Exercise | Could you print every entry below exactly as given?

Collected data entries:
——————————

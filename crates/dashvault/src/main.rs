//! `dashvault` - CLI for the per-user dashboard data store
//!
//! This binary inspects and edits the records kept for each dashboard user
//! in the local `SQLite` store.

#![warn(missing_debug_implementations)]
#![deny(unsafe_code)]

use std::io::Read;
use std::path::Path;
use std::sync::Arc;

use anyhow::{bail, Context};
use chrono::{Local, Utc};
use clap::Parser;

use dashvault::cli::{
    AccountCommand, CardsCommand, Cli, Command, ConfigCommand, FlightsCommand, MedsCommand,
};
use dashvault::{
    init_logging, Accounts, Config, KeyValueStore, MedicationRecord, SqliteStore, UserDataStore,
    Theme, UserRecord, CARD_PREFABS,
};

fn main() -> anyhow::Result<()> {
    let cli = Cli::parse();

    // Initialize logging based on verbosity
    init_logging(cli.verbosity());

    // Load configuration
    let config = Config::load_from(cli.config.clone()).context("loading configuration")?;

    if let Command::Config(config_cmd) = cli.command {
        return handle_config(&config, config_cmd);
    }

    let db_path = config.database_path();
    let sqlite = Arc::new(
        SqliteStore::open(&db_path)
            .with_context(|| format!("opening store at {}", db_path.display()))?
            .with_quota(config.quota()),
    );
    let substrate: Arc<dyn KeyValueStore> = Arc::clone(&sqlite) as Arc<dyn KeyValueStore>;
    let store = UserDataStore::from_config(Arc::clone(&substrate), &config);
    let accounts = Accounts::new(substrate);

    let user = cli.user.as_deref();
    match cli.command {
        Command::Users => handle_users(&store),
        Command::Show(cmd) => handle_show(&store, &resolve_user(user, &accounts)?, cmd.json),
        Command::Export(cmd) => {
            handle_export(&store, &resolve_user(user, &accounts)?, cmd.output.as_deref())
        }
        Command::Import(cmd) => handle_import(&store, &resolve_user(user, &accounts)?, &cmd.file),
        Command::Clear(cmd) => handle_clear(&store, &resolve_user(user, &accounts)?, cmd.yes),
        Command::Migrate => handle_migrate(&store, &resolve_user(user, &accounts)?),
        Command::Flights(cmd) => handle_flights(&store, &resolve_user(user, &accounts)?, cmd),
        Command::Meds(cmd) => handle_meds(&store, &resolve_user(user, &accounts)?, cmd),
        Command::Cards(cmd) => handle_cards(&store, user, &accounts, cmd),
        Command::Theme(cmd) => {
            handle_theme(&store, &resolve_user(user, &accounts)?, cmd.value.as_deref())
        }
        Command::Account(cmd) => handle_account(&accounts, cmd),
        Command::Status(cmd) => handle_status(&config, &sqlite, &store, &accounts, cmd.json),
        Command::Config(_) => Ok(()),
    }
}

/// The explicit `--user`, else the signed-in account.
fn resolve_user(explicit: Option<&str>, accounts: &Accounts) -> dashvault::Result<String> {
    if let Some(user) = explicit {
        return Ok(user.to_string());
    }
    accounts
        .current_user()
        .map(|account| account.id)
        .ok_or(dashvault::Error::NotSignedIn)
}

——————————

Task response |
filename crates/dashvault/src/main.rs
//! `dashvault` - CLI for the per-user dashboard data store
//!
//! This binary inspects and edits the records kept for each dashboard user
//! in the local `SQLite` store.

#![warn(missing_debug_implementations)]
#![deny(unsafe_code)]

use std::io::Read;
use std::path::Path;
use std::sync::Arc;

use anyhow::{bail, Context};
use chrono::{Local, Utc};
use clap::Parser;

use dashvault::cli::{
    AccountCommand, CardsCommand, Cli, Command, ConfigCommand, FlightsCommand, MedsCommand,
};
use dashvault::{
    init_logging, Accounts, Config, KeyValueStore, MedicationRecord, SqliteStore, UserDataStore,
    Theme, UserRecord, CARD_PREFABS,
};

fn main() -> anyhow::Result<()> {
    let cli = Cli::parse();

    // Initialize logging based on verbosity
    init_logging(cli.verbosity());

    // Load configuration
    let config = Config::load_from(cli.config.clone()).context("loading configuration")?;

    if let Command::Config(config_cmd) = cli.command {
        return handle_config(&config, config_cmd);
    }

    let db_path = config.database_path();
    let sqlite = Arc::new(
        SqliteStore::open(&db_path)
            .with_context(|| format!("opening store at {}", db_path.display()))?
            .with_quota(config.quota()),
    );
    let substrate: Arc<dyn KeyValueStore> = Arc::clone(&sqlite) as Arc<dyn KeyValueStore>;
    let store = UserDataStore::from_config(Arc::clone(&substrate), &config);
    let accounts = Accounts::new(substrate);

    let user = cli.user.as_deref();
    match cli.command {
        Command::Users => handle_users(&store),
        Command::Show(cmd) => handle_show(&store, &resolve_user(user, &accounts)?, cmd.json),
        Command::Export(cmd) => {
            handle_export(&store, &resolve_user(user, &accounts)?, cmd.output.as_deref())
        }
        Command::Import(cmd) => handle_import(&store, &resolve_user(user, &accounts)?, &cmd.file),
        Command::Clear(cmd) => handle_clear(&store, &resolve_user(user, &accounts)?, cmd.yes),
        Command::Migrate => handle_migrate(&store, &resolve_user(user, &accounts)?),
        Command::Flights(cmd) => handle_flights(&store, &resolve_user(user, &accounts)?, cmd),
        Command::Meds(cmd) => handle_meds(&store, &resolve_user(user, &accounts)?, cmd),
        Command::Cards(cmd) => handle_cards(&store, user, &accounts, cmd),
        Command::Theme(cmd) => {
            handle_theme(&store, &resolve_user(user, &accounts)?, cmd.value.as_deref())
        }
        Command::Account(cmd) => handle_account(&accounts, cmd),
        Command::Status(cmd) => handle_status(&config, &sqlite, &store, &accounts, cmd.json),
        Command::Config(_) => Ok(()),
    }
}

/// The explicit `--user`, else the signed-in account.
fn resolve_user(explicit: Option<&str>, accounts: &Accounts) -> dashvault::Result<String> {
    if let Some(user) = explicit {
        return Ok(user.to_string());
    }
    accounts
        .current_user()
        .map(|account| account.id)
        .ok_or(dashvault::Error::NotSignedIn)
}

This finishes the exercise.